Work required: For the data below, work out how many lines include the string "Ordering" and report only the number.

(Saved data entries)
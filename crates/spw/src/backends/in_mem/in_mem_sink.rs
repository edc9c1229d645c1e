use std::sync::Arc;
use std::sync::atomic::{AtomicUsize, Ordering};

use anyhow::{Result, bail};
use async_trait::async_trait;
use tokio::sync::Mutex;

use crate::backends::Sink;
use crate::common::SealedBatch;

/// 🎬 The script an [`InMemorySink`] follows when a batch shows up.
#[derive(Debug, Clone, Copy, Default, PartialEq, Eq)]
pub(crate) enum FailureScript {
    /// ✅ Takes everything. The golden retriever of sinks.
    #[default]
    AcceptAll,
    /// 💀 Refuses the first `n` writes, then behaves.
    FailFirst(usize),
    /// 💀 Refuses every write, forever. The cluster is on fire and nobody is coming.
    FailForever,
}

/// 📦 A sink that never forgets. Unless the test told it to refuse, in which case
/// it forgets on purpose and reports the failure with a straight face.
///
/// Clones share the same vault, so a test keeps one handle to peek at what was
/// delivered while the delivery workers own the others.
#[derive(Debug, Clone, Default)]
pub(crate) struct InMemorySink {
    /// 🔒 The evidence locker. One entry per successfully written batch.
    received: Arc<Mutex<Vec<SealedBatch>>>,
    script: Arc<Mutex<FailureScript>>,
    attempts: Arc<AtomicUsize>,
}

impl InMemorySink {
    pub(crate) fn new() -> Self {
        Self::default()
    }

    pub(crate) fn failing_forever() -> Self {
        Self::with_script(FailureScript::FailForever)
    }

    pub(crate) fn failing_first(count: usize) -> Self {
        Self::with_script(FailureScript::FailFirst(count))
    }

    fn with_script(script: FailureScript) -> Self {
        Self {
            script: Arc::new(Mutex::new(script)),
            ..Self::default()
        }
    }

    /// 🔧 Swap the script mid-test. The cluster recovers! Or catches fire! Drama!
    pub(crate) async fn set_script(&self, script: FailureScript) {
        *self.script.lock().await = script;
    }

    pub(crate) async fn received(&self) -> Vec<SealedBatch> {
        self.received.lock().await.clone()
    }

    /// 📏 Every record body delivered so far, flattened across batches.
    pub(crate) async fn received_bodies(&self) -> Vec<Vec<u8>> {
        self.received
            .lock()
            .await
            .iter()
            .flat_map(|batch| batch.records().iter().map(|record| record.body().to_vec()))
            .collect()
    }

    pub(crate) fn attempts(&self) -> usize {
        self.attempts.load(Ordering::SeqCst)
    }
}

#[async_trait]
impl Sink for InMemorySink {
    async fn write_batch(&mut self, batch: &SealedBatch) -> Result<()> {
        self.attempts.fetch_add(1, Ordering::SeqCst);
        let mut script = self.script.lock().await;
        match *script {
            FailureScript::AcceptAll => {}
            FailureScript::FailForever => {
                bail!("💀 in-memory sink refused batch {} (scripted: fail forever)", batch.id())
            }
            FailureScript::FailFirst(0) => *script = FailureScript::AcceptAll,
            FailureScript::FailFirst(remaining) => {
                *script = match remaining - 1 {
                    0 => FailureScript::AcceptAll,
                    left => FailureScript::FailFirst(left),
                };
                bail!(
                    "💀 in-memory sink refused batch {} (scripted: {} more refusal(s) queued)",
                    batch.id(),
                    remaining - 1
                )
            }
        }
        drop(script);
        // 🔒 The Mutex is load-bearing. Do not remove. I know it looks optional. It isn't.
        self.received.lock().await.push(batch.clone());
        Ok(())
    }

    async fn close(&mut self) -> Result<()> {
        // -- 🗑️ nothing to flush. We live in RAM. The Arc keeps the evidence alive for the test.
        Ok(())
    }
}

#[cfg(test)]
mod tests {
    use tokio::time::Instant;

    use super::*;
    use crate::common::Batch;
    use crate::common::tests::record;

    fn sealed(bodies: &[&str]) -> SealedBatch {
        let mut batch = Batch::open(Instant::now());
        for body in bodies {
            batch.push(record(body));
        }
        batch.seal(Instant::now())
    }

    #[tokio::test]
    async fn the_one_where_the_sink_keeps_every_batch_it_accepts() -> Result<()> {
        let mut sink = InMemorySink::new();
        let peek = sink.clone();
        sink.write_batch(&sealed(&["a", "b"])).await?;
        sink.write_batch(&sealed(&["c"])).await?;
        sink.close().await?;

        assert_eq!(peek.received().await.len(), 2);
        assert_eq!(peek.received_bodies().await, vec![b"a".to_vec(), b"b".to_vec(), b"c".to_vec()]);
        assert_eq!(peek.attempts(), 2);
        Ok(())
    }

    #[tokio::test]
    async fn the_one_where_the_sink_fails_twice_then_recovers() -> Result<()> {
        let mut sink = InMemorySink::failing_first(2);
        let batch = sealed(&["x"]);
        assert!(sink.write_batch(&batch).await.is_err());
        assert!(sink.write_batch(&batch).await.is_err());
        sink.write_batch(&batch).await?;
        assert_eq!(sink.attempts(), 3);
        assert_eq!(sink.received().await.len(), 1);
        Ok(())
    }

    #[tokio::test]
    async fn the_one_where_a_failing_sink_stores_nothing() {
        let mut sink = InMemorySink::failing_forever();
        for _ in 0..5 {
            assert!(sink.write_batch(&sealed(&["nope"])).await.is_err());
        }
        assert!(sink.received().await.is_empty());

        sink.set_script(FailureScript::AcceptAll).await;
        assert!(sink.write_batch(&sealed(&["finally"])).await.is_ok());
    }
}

Reply: 3